Author Bio
• Birth— February 12, 1963
• Where—Columbus, Ohio, USA
• Raised—Geenville, South Carolina, and Brooklyn, New York
• Education—B.A., Adelphi University
• Awards—(see below)
• Currently—lives in New York City, New York
Jacqueline Woodson is an American writer of books for children and teens. She is best known for her 2014 Bown Girl Dreaming, which won the National Book Award and a Newbery Honor. In 2016, she published her first adult novel, Another Brooklyn, and in 2019 she released her second adult novel, Red at the Bone, both to wide praise.
Woodson's youth was split between South Carolina and Brooklyn. In a 2002 interview with Publishers Weekly she recalled:
The South was so lush and so slow-moving and so much about community. The city was thriving and fast-moving and electric. Brooklyn was so much more diverse: on the block where I grew up, there were German people, people from the Dominican Republic, people from Puerto Rico, African-Americans from the South, Caribbean-Americans, Asians.
After college at Adelphi University, Woodson went to work for Kirchoff/Wohlberg, a literary agent for children's authors. She caught the attention of a book agent, and athough the partnership did not work out, it got her first manuscript out of a drawer.
She later enrolled in Bunny Gable's children's book writing class at the New School in New York, where an editor at Delacorte, heard a reading from Last Summer with Maizon and requested the manuscript. Delacorte bought the manuscript and published Woodson's first six books.
Writing
As an author, Woodson is known for the detailed physical landscapes she writes into each of her books. She places boundaries everywhere—social, economic, physical, sexual, racial—then has her characters break through both the physical and psychological boundaries to create a strong and emotional story.
She is also known for her optimism. She has said that she dislikes books that do not offer hope. She has offered William H. Armstrong's 1969 novel Sounder as an example of "bleak" and "hopeless"; on the other hand, A Tree Grows in Brooklyn offers "moments of hope and sheer beauty" despite the family's poverty. She uses this philosophy in her own writing, saying, "If you love the people you create, you can see the hope there."
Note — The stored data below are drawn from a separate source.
//! Source acquisition.
//!
//! Locations starting with `http://` or `https://` are downloaded with a
//! blocking HTTP client; anything else is read from the filesystem. Every
//! failure maps to [`Error::SourceUnavailable`].

use p2p_core::{Error, Result};
use std::fs;
use std::path::{Path, PathBuf};
use std::time::Duration;
use tracing::{debug, info};

/// Whether a location refers to a remote resource.
pub fn is_remote(location: &str) -> bool {
    location.starts_with("http://") || location.starts_with("https://")
}

/// Fetches source text and files.
pub struct Fetcher {
    client: reqwest::blocking::Client,
}

impl Fetcher {
    /// Create a new fetcher.
    pub fn new() -> Result<Self> {
        let client = reqwest::blocking::Client::builder()
            .user_agent(concat!("p2p-series/", env!("CARGO_PKG_VERSION")))
            .connect_timeout(Duration::from_secs(30))
            .build()
            .map_err(|e| Error::source_unavailable(format!("http client: {e}")))?;
        Ok(Self { client })
    }

    /// Fetch a location as text.
    pub fn fetch_text(&self, location: &str) -> Result<String> {
        if is_remote(location) {
            debug!(url = location, "fetching");
            self.get(location)?
                .text()
                .map_err(|e| Error::source_unavailable(format!("{location}: {e}")))
        } else {
            fs::read_to_string(location)
                .map_err(|e| Error::source_unavailable(format!("{location}: {e}")))
        }
    }

    /// Resolve a location to a local file, downloading remote ones into `cache_dir`.
    pub fn fetch_to_file(&self, location: &str, cache_dir: &Path) -> Result<PathBuf> {
        if !is_remote(location) {
            let path = PathBuf::from(location);
            if !path.is_file() {
                return Err(Error::source_unavailable(format!("{location}: no such file")));
            }
            return Ok(path);
        }

        let bytes = self
            .get(location)?
            .bytes()
            .map_err(|e| Error::source_unavailable(format!("{location}: {e}")))?;

        fs::create_dir_all(cache_dir)
            .map_err(|e| Error::source_unavailable(format!("{}: {e}", cache_dir.display())))?;
        let path = cache_dir.join(cache_file_name(location));
        fs::write(&path, &bytes)
            .map_err(|e| Error::source_unavailable(format!("{}: {e}", path.display())))?;

        info!(url = location, path = %path.display(), bytes = bytes.len(), "downloaded");
        Ok(path)
    }

    fn get(&self, url: &str) -> Result<reqwest::blocking::Response> {
        self.client
            .get(url)
            .send()
            .and_then(|resp| resp.error_for_status())
            .map_err(|e| Error::source_unavailable(format!("{url}: {e}")))
    }
}

/// Last path segment of a URL, without query string.
fn cache_file_name(url: &str) -> String {
    let path = url.split(['?', '#']).next().unwrap_or(url);
    path.rsplit('/')
        .find(|segment| !segment.is_empty())
        .unwrap_or("download")
        .to_string()
}

#[cfg(test)]
mod tests {
    use super::*;

    #[test]
    fn test_is_remote() {
        assert!(is_remote("https://example.com/a.csv"));
        assert!(is_remote("http://localhost/a.csv"));
        assert!(!is_remote("/tmp/a.csv"));
        assert!(!is_remote("advice.parquet"));
    }

    #[test]
    fn test_cache_file_name() {
        assert_eq!(cache_file_name("https://host/x/advice.parquet"), "advice.parquet");
        assert_eq!(cache_file_name("https://host/x/advice.parquet?v=3"), "advice.parquet");
        assert_eq!(cache_file_name("https://host/x/"), "x");
    }

    #[test]
    fn test_missing_local_file_is_source_unavailable() {
        let fetcher = Fetcher::new().unwrap();
        let err = fetcher
            .fetch_text("/definitely/not/here.csv")
            .unwrap_err();
        assert!(matches!(err, Error::SourceUnavailable(_)));

        let err = fetcher
            .fetch_to_file("/definitely/not/here.parquet", Path::new("/tmp"))
            .unwrap_err();
        assert!(matches!(err, Error::SourceUnavailable(_)));
    }
}
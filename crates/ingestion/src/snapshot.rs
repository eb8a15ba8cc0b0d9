//! Sparse order-book snapshots.
//!
//! Collapses raw listings into the last observed (price, quantity) per
//! advertiser and timestamp. An advertiser absent at a timestamp has no entry.

use p2p_core::{Listing, SnapshotPoint, TimestampMs};
use std::collections::BTreeMap;

/// Sparse mapping from (advertiser, timestamp) to the last observed snapshot.
#[derive(Debug, Clone, Default)]
pub struct SnapshotBook {
    /// Per-advertiser observations, keyed by timestamp.
    advertisers: BTreeMap<String, BTreeMap<TimestampMs, SnapshotPoint>>,
    /// Number of raw listings folded in.
    raw_count: usize,
}

impl SnapshotBook {
    /// Create an empty snapshot book.
    pub fn new() -> Self {
        Self::default()
    }

    /// Build a snapshot book from listings in input order.
    pub fn from_listings(listings: &[Listing]) -> Self {
        let mut book = Self::new();
        book.add_listings(listings);
        book
    }

    /// Add a listing. A later row for the same (advertiser, timestamp) replaces the earlier one.
    pub fn add_listing(&mut self, listing: &Listing) {
        let point = SnapshotPoint {
            price: listing.price,
            tradable_quantity: listing.tradable_quantity,
        };

        match self.advertisers.get_mut(&listing.advertiser_id) {
            Some(observations) => {
                observations.insert(listing.timestamp, point);
            }
            None => {
                let mut observations = BTreeMap::new();
                observations.insert(listing.timestamp, point);
                self.advertisers
                    .insert(listing.advertiser_id.clone(), observations);
            }
        }
        self.raw_count += 1;
    }

    /// Add multiple listings.
    pub fn add_listings(&mut self, listings: &[Listing]) {
        for listing in listings {
            self.add_listing(listing);
        }
    }

    /// Snapshot of one advertiser at one timestamp.
    pub fn get(&self, advertiser_id: &str, ts: TimestampMs) -> Option<&SnapshotPoint> {
        self.advertisers.get(advertiser_id)?.get(&ts)
    }

    /// Advertisers in lexical order.
    pub fn advertisers(&self) -> impl Iterator<Item = &str> {
        self.advertisers.keys().map(String::as_str)
    }

    /// Chronological observations of one advertiser.
    pub fn observations(
        &self,
        advertiser_id: &str,
    ) -> impl Iterator<Item = (TimestampMs, &SnapshotPoint)> {
        self.advertisers
            .get(advertiser_id)
            .into_iter()
            .flat_map(|obs| obs.iter().map(|(&ts, point)| (ts, point)))
    }

    /// Number of (advertiser, timestamp) entries.
    pub fn len(&self) -> usize {
        self.advertisers.values().map(BTreeMap::len).sum()
    }

    /// Whether the book holds no entries.
    pub fn is_empty(&self) -> bool {
        self.advertisers.is_empty()
    }

    /// Number of raw listings folded in, duplicates included.
    pub fn raw_count(&self) -> usize {
        self.raw_count
    }
}

#[cfg(test)]
mod tests {
    use super::*;

    #[test]
    fn test_duplicate_rows_keep_last() {
        let book = SnapshotBook::from_listings(&[
            Listing::new("a", 1_000, 10.0, 100.0),
            Listing::new("a", 1_000, 10.5, 80.0),
        ]);

        assert_eq!(book.len(), 1);
        assert_eq!(book.raw_count(), 2);
        let point = book.get("a", 1_000).unwrap();
        assert_eq!(point.price, 10.5);
        assert_eq!(point.tradable_quantity, 80.0);
    }

    #[test]
    fn test_sparse_absent_advertiser() {
        let book = SnapshotBook::from_listings(&[
            Listing::new("a", 1_000, 10.0, 100.0),
            Listing::new("b", 2_000, 11.0, 50.0),
        ]);

        assert!(book.get("a", 2_000).is_none());
        assert!(book.get("b", 1_000).is_none());
        assert_eq!(book.advertisers().collect::<Vec<_>>(), vec!["a", "b"]);
    }

    #[test]
    fn test_observations_are_chronological() {
        let book = SnapshotBook::from_listings(&[
            Listing::new("a", 3_000, 10.0, 40.0),
            Listing::new("a", 1_000, 10.0, 100.0),
            Listing::new("a", 2_000, 10.0, 100.0),
        ]);

        let ts: Vec<TimestampMs> = book.observations("a").map(|(ts, _)| ts).collect();
        assert_eq!(ts, vec![1_000, 2_000, 3_000]);
        assert_eq!(book.observations("missing").count(), 0);
    }
}
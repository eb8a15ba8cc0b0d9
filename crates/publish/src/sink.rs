//! Upsert-capable persistence sinks.
//!
//! Records are JSON objects with one key per column. The conflict column
//! identifies a row; an existing row with the same key is overwritten.

use p2p_core::config::{SinkConfig, SinkKind};
use p2p_core::{Error, Result};
use rusqlite::types::Value as SqlValue;
use serde_json::Value;
use std::time::Duration;
use tracing::debug;

/// A table store accepting row-oriented upserts.
pub trait TableSink {
    /// Backend name for logging.
    fn name(&self) -> &'static str;

    /// Insert or update `records` in `table`, keyed by `on_conflict`.
    ///
    /// Returns the number of records written.
    fn upsert(&mut self, table: &str, records: &[Value], on_conflict: &str) -> Result<usize>;
}

/// Open the backend selected by `config`.
///
/// Does not validate credentials; see [`SinkConfig::validate`].
pub fn open(config: &SinkConfig) -> Result<Box<dyn TableSink>> {
    let url = config.url.as_deref().unwrap_or_default();

    match config.kind {
        SinkKind::Postgrest => {
            let key = config.key.as_deref().unwrap_or_default();
            Ok(Box::new(PostgrestSink::new(url, key)?))
        }
        SinkKind::Sqlite => Ok(Box::new(SqliteSink::open(url)?)),
    }
}

/// Supabase / PostgREST sink.
pub struct PostgrestSink {
    client: reqwest::blocking::Client,
    base_url: String,
    key: String,
}

impl PostgrestSink {
    /// Create a new PostgREST sink.
    pub fn new(base_url: &str, key: &str) -> Result<Self> {
        let client = reqwest::blocking::Client::builder()
            .timeout(Duration::from_secs(120))
            .build()
            .map_err(|e| Error::config(format!("http client: {e}")))?;
        Ok(Self {
            client,
            base_url: base_url.trim_end_matches('/').to_string(),
            key: key.to_string(),
        })
    }

    /// Endpoint for an upsert into `table`.
    pub fn endpoint(&self, table: &str, on_conflict: &str) -> String {
        format!("{}/rest/v1/{table}?on_conflict={on_conflict}", self.base_url)
    }
}

impl TableSink for PostgrestSink {
    fn name(&self) -> &'static str {
        "postgrest"
    }

    fn upsert(&mut self, table: &str, records: &[Value], on_conflict: &str) -> Result<usize> {
        if records.is_empty() {
            return Ok(0);
        }

        let url = self.endpoint(table, on_conflict);
        debug!(%url, records = records.len(), "upserting");
        self.client
            .post(&url)
            .header("apikey", &self.key)
            .bearer_auth(&self.key)
            .header("Prefer", "resolution=merge-duplicates,return=minimal")
            .json(records)
            .send()
            .and_then(|resp| resp.error_for_status())
            .map_err(|e| Error::sink(format!("{table}: {e}")))?;

        Ok(records.len())
    }
}

/// SQLite sink. Tables are created on first use.
pub struct SqliteSink {
    conn: rusqlite::Connection,
}

impl SqliteSink {
    /// Open (or create) a database file.
    pub fn open(path: &str) -> Result<Self> {
        let conn = rusqlite::Connection::open(path)
            .map_err(|e| Error::database(format!("{path}: {e}")))?;
        Ok(Self { conn })
    }

    /// Open a private in-memory database.
    pub fn open_in_memory() -> Result<Self> {
        let conn = rusqlite::Connection::open_in_memory()
            .map_err(|e| Error::database(e.to_string()))?;
        Ok(Self { conn })
    }

    /// Underlying connection.
    pub fn connection(&self) -> &rusqlite::Connection {
        &self.conn
    }
}

impl TableSink for SqliteSink {
    fn name(&self) -> &'static str {
        "sqlite"
    }

    fn upsert(&mut self, table: &str, records: &[Value], on_conflict: &str) -> Result<usize> {
        let Some(first) = records.first().and_then(Value::as_object) else {
            return Ok(0);
        };
        let columns: Vec<&String> = first.keys().collect();
        if !first.contains_key(on_conflict) {
            return Err(Error::sink(format!("{table}: records lack conflict column '{on_conflict}'")));
        }

        let create = format!(
            "CREATE TABLE IF NOT EXISTS {} ({})",
            quote_ident(table),
            columns
                .iter()
                .map(|col| {
                    let affinity = sql_affinity(&first[col.as_str()]);
                    if col.as_str() == on_conflict {
                        format!("{} {affinity} PRIMARY KEY", quote_ident(col))
                    } else {
                        format!("{} {affinity}", quote_ident(col))
                    }
                })
                .collect::<Vec<_>>()
                .join(", ")
        );

        let updates: Vec<String> = columns
            .iter()
            .filter(|col| col.as_str() != on_conflict)
            .map(|col| format!("{0} = excluded.{0}", quote_ident(col)))
            .collect();
        let action = if updates.is_empty() {
            "DO NOTHING".to_string()
        } else {
            format!("DO UPDATE SET {}", updates.join(", "))
        };
        let insert = format!(
            "INSERT INTO {} ({}) VALUES ({}) ON CONFLICT({}) {action}",
            quote_ident(table),
            columns.iter().map(|c| quote_ident(c)).collect::<Vec<_>>().join(", "),
            vec!["?"; columns.len()].join(", "),
            quote_ident(on_conflict),
        );

        let sink_err = |e: rusqlite::Error| Error::sink(format!("{table}: {e}"));
        let tx = self.conn.transaction().map_err(sink_err)?;
        tx.execute(&create, []).map_err(sink_err)?;
        {
            let mut stmt = tx.prepare(&insert).map_err(sink_err)?;
            for record in records {
                let object = record
                    .as_object()
                    .ok_or_else(|| Error::sink(format!("{table}: record is not an object")))?;
                let values = columns
                    .iter()
                    .map(|col| to_sql_value(object.get(col.as_str()).unwrap_or(&Value::Null)));
                stmt.execute(rusqlite::params_from_iter(values))
                    .map_err(sink_err)?;
            }
        }
        tx.commit().map_err(sink_err)?;

        Ok(records.len())
    }
}

fn quote_ident(ident: &str) -> String {
    format!("\"{}\"", ident.replace('"', "\"\""))
}

fn sql_affinity(value: &Value) -> &'static str {
    match value {
        Value::Number(_) | Value::Bool(_) => "REAL",
        Value::String(_) => "TEXT",
        _ => "BLOB",
    }
}

fn to_sql_value(value: &Value) -> SqlValue {
    match value {
        Value::Null => SqlValue::Null,
        Value::Bool(b) => SqlValue::Integer(i64::from(*b)),
        Value::Number(n) => match n.as_i64() {
            Some(i) => SqlValue::Integer(i),
            None => n.as_f64().map_or(SqlValue::Null, SqlValue::Real),
        },
        Value::String(s) => SqlValue::Text(s.clone()),
        other => SqlValue::Text(other.to_string()),
    }
}

#[cfg(test)]
mod tests {
    use super::*;
    use serde_json::json;

    fn rows(sink: &SqliteSink, table: &str) -> Vec<(String, f64)> {
        let mut stmt = sink
            .connection()
            .prepare(&format!("SELECT timestamp, value FROM {table} ORDER BY timestamp"))
            .unwrap();
        stmt.query_map([], |row| Ok((row.get(0)?, row.get(1)?)))
            .unwrap()
            .map(|r| r.unwrap())
            .collect()
    }

    #[test]
    fn test_sqlite_upsert_overwrites_on_conflict() {
        let mut sink = SqliteSink::open_in_memory().unwrap();

        let first = [
            json!({"timestamp": "2024-05-01T09:00:00Z", "value": 0.05}),
            json!({"timestamp": "2024-05-01T09:05:00Z", "value": 0.07}),
        ];
        assert_eq!(sink.upsert("diff", &first, "timestamp").unwrap(), 2);

        let second = [
            json!({"timestamp": "2024-05-01T09:05:00Z", "value": 0.09}),
            json!({"timestamp": "2024-05-01T09:10:00Z", "value": 0.11}),
        ];
        sink.upsert("diff", &second, "timestamp").unwrap();

        assert_eq!(
            rows(&sink, "diff"),
            vec![
                ("2024-05-01T09:00:00Z".to_string(), 0.05),
                ("2024-05-01T09:05:00Z".to_string(), 0.09),
                ("2024-05-01T09:10:00Z".to_string(), 0.11),
            ]
        );
    }

    #[test]
    fn test_sqlite_missing_conflict_column() {
        let mut sink = SqliteSink::open_in_memory().unwrap();
        let err = sink
            .upsert("diff", &[json!({"ts": "x", "value": 1.0})], "timestamp")
            .unwrap_err();
        assert!(matches!(err, Error::Sink(_)));
    }

    #[test]
    fn test_sqlite_empty_records() {
        let mut sink = SqliteSink::open_in_memory().unwrap();
        assert_eq!(sink.upsert("diff", &[], "timestamp").unwrap(), 0);
    }

    #[test]
    fn test_postgrest_endpoint() {
        let sink = PostgrestSink::new("https://abc.supabase.co/", "key").unwrap();
        assert_eq!(
            sink.endpoint("dolar_buy", "timestamp"),
            "https://abc.supabase.co/rest/v1/dolar_buy?on_conflict=timestamp"
        );
    }

    #[test]
    fn test_open_selects_backend() {
        let sqlite = SinkConfig {
            kind: SinkKind::Sqlite,
            url: Some(":memory:".to_string()),
            ..SinkConfig::default()
        };
        assert_eq!(open(&sqlite).unwrap().name(), "sqlite");

        let missing_dir = SinkConfig {
            url: Some("/nonexistent-p2p-series-dir/sink.db".to_string()),
            ..sqlite
        };
        assert!(matches!(open(&missing_dir), Err(Error::Database(_))));
    }
}
//! Table publication.
//!
//! Every table is written to CSV, then upserted to the sink when one is
//! configured. A CSV failure aborts; a sink failure is logged and recorded
//! for that table only, and publication continues with the next table.

use crate::csv_writer::CsvWriter;
use crate::records::OutputTable;
use crate::sink::{self, TableSink};
use p2p_core::config::SinkConfig;
use p2p_core::Result;
use std::path::PathBuf;
use tracing::{info, warn};

/// A sink failure for one table.
#[derive(Debug, Clone, PartialEq, Eq)]
pub struct TableFailure {
    /// Table name.
    pub table: String,
    /// Error message.
    pub error: String,
}

/// Outcome of a publication run.
#[derive(Debug, Clone, Default)]
pub struct PublishReport {
    /// CSV files written.
    pub written: Vec<PathBuf>,
    /// Tables upserted with their record counts.
    pub upserted: Vec<(String, usize)>,
    /// Tables whose upsert failed.
    pub failures: Vec<TableFailure>,
}

impl PublishReport {
    /// Whether every upsert succeeded.
    pub fn is_clean(&self) -> bool {
        self.failures.is_empty()
    }
}

/// Sink side of a publisher.
enum SinkState {
    /// CSV only.
    Disabled,
    /// Backend open.
    Ready(Box<dyn TableSink>),
    /// Backend could not be opened; every table is reported as failed.
    Unavailable(String),
}

/// Writes tables to CSV and, optionally, to a persistence sink.
pub struct Publisher {
    csv: CsvWriter,
    sink: SinkState,
    conflict_column: String,
}

impl Publisher {
    /// Create a publisher. `sink` is `None` unless uploading.
    pub fn new(
        csv: CsvWriter,
        sink: Option<Box<dyn TableSink>>,
        conflict_column: impl Into<String>,
    ) -> Self {
        Self {
            csv,
            sink: sink.map_or(SinkState::Disabled, SinkState::Ready),
            conflict_column: conflict_column.into(),
        }
    }

    /// Create a publisher uploading to the sink described by `config`.
    ///
    /// Incomplete sink configuration is an error. A backend that fails to
    /// open only fails the upserts; CSV output proceeds.
    pub fn connect(csv: CsvWriter, config: &SinkConfig) -> Result<Self> {
        config.validate()?;
        let sink = match sink::open(config) {
            Ok(sink) => SinkState::Ready(sink),
            Err(e) => {
                warn!(kind = ?config.kind, error = %e, "sink unavailable, writing CSV only");
                SinkState::Unavailable(e.to_string())
            }
        };
        Ok(Self {
            csv,
            sink,
            conflict_column: config.conflict_column.clone(),
        })
    }

    /// Publish one table into `report`.
    pub fn publish(&mut self, table: &OutputTable, report: &mut PublishReport) -> Result<()> {
        report.written.push(self.csv.write(table)?);

        let sink = match &mut self.sink {
            SinkState::Disabled => return Ok(()),
            SinkState::Unavailable(reason) => {
                report.failures.push(TableFailure {
                    table: table.name.clone(),
                    error: reason.clone(),
                });
                return Ok(());
            }
            SinkState::Ready(sink) => sink,
        };
        match sink.upsert(&table.name, &table.records, &self.conflict_column) {
            Ok(count) => {
                info!(table = %table.name, sink = sink.name(), records = count, "upserted");
                report.upserted.push((table.name.clone(), count));
            }
            Err(e) => {
                warn!(table = %table.name, sink = sink.name(), error = %e, "upsert failed");
                report.failures.push(TableFailure {
                    table: table.name.clone(),
                    error: e.to_string(),
                });
            }
        }
        Ok(())
    }

    /// Publish tables in order.
    pub fn publish_all(&mut self, tables: &[OutputTable]) -> Result<PublishReport> {
        let mut report = PublishReport::default();
        for table in tables {
            self.publish(table, &mut report)?;
        }
        Ok(report)
    }
}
Woodson has tackled topics such as interracial coupling, teenage pregnancy, and homosexuality—subjects not commonly or openly discussed when her books were published. Overall, she explores issues of class, race, family ties, and history in ground-breaking ways, and she does so by placing sympathetic characters into realistic situations. Many of her characters, who might be considered "invisible" in the eyes of society, engage in a search for self-identity rather than equality or social justice.
Some of the content in Woodson's books, however, has raised flags—homosexuality, child abuse, harsh language, and teen pregnancy have led to threats of censorship. In an NPR interview Woodson said that her books contain few curse words and that the difficulty adults have with her subject matter has more to do with their own discomfort than what young people should be thinking about. She suggests parents and teachers assess the many cultural influences over teens and then make a comparison with how her books treat those same issues.
Honors
Woodson's books have won numerous awards, including four Newbery Honors for Brown Girl Dreaming (2014), After Tupac & D Foster (2008), Feathers (2007), and Show Way (2005). Miracle's Boys (2000) won the Loretta Scott King Award. In 2005 Woodson won the Margaret Edwards Award for her lifetime contribution as a children's writer.
In 2014 Brown Girl Dreaming won the national Book Award for Young People's Literature. That same year she was the U.S. nominee to the international Hans Christian Andersen Awards and became one of the Award's six finalists. In 2015 the Poetry Foundation named Woodson the Young People's Poet Laureate.
Racial joke
When Woodson received her National Book Award in November, 2014, author Daniel Handler, the evening's emcee, made a joke about watermelons. In a New York Times Op-Ed piece, "The Pain of the Watermelon Joke," Woodson explained that "in making light of that deep and troubled history," Handler had come from a place of ignorance. She underscored the need for her mission to "give people a sense of this country's brilliant and brutal history, so no one ever thinks they can walk onto a stage one evening and laugh at another's too often painful past."
Handler, a friend of Woodson, issued multiple apologies and donated $10,000 to We Need Diverse Books, promising to match donations up to $100,000. "It was a disaster of my own making, he said. "[M]any, many people were very upset by it, and rightfully so."
Personal
Woodson is a lesbian with a partner and two children, a daughter named Toshi Georgianna and a son named Jackson-Leroi. (Adapted from Wikipedia. Retrieved 8/17/2016.)